**Exercise prompt**
Only the first line of the listing and the lines after it, up to and including the one containing "any state changed", should be retyped exactly.

**Information given**
########

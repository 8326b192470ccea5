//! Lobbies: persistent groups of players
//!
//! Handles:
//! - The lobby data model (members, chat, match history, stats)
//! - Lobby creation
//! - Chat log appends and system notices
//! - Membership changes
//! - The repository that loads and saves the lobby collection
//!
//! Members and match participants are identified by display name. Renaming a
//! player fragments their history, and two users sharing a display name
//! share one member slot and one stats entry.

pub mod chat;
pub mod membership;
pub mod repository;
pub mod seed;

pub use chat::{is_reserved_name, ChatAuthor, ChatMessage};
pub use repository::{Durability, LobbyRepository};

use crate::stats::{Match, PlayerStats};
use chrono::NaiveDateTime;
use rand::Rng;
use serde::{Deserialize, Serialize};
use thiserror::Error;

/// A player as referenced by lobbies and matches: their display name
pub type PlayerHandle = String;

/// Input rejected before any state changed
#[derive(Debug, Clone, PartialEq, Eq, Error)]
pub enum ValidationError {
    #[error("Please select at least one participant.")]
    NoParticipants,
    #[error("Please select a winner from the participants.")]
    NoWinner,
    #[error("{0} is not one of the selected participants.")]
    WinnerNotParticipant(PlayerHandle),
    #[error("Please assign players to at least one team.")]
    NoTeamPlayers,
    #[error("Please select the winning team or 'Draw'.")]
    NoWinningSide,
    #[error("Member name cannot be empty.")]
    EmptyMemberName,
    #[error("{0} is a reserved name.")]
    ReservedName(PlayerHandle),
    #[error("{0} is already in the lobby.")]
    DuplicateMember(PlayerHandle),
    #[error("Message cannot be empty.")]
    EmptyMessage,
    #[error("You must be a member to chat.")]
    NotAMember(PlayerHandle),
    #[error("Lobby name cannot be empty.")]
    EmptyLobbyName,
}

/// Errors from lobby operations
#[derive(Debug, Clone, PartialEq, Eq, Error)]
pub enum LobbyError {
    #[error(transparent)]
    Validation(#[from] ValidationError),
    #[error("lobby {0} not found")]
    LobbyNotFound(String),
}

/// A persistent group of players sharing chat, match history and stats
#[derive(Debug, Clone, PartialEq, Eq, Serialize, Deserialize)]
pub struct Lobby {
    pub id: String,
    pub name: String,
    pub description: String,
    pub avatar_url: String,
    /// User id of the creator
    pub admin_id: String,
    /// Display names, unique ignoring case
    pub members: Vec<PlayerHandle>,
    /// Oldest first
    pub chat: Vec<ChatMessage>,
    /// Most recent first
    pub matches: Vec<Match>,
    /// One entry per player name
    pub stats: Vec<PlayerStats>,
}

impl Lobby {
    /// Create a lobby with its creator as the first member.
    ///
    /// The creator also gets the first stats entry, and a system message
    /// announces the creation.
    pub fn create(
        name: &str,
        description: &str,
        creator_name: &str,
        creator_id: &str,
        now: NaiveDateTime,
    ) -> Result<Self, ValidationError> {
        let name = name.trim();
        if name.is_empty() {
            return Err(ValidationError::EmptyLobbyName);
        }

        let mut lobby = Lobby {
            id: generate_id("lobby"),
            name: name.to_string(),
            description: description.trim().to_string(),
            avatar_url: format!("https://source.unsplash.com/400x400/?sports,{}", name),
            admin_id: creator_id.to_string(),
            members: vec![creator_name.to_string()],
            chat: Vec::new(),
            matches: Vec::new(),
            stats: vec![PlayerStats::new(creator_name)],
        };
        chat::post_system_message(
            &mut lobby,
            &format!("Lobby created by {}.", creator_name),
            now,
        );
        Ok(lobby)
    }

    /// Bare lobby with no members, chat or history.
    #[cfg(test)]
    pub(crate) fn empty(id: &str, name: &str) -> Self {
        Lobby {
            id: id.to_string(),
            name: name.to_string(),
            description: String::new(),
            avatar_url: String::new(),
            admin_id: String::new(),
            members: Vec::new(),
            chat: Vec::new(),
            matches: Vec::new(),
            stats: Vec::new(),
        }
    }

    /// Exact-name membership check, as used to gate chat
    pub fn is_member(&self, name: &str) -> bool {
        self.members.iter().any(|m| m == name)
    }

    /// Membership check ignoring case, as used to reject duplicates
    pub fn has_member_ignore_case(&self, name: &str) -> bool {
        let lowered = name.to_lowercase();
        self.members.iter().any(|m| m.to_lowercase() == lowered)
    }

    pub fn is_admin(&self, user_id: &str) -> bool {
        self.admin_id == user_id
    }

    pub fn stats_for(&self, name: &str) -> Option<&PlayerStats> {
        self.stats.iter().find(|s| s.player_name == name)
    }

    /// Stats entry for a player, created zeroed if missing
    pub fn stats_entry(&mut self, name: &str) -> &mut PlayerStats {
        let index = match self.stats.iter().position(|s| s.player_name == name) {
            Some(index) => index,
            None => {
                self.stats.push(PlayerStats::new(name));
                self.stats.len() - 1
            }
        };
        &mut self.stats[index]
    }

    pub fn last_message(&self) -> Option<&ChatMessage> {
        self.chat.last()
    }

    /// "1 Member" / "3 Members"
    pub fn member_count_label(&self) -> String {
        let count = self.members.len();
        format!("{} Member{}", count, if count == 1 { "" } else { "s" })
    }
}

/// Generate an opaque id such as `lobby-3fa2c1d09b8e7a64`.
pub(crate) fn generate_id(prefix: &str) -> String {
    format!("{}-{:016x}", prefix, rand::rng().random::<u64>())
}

########

**Answer box**
repository 8326b192470ccea5
//! Lobbies: persistent groups of players
//!
//! Handles:
//! - The lobby data model (members, chat, match history, stats)
//! - Lobby creation
//! - Chat log appends and system notices
//! - Membership changes
//! - The repository that loads and saves the lobby collection
//!
//! Members and match participants are identified by display name. Renaming a
//! player fragments their history, and two users sharing a display name
//! share one member slot and one stats entry.

pub mod chat;
pub mod membership;
pub mod repository;
pub mod seed;

pub use chat::{is_reserved_name, ChatAuthor, ChatMessage};
pub use repository::{Durability, LobbyRepository};

use crate::stats::{Match, PlayerStats};
use chrono::NaiveDateTime;
use rand::Rng;
use serde::{Deserialize, Serialize};
use thiserror::Error;

/// A player as referenced by lobbies and matches: their display name
pub type PlayerHandle = String;

/// Input rejected before any state changed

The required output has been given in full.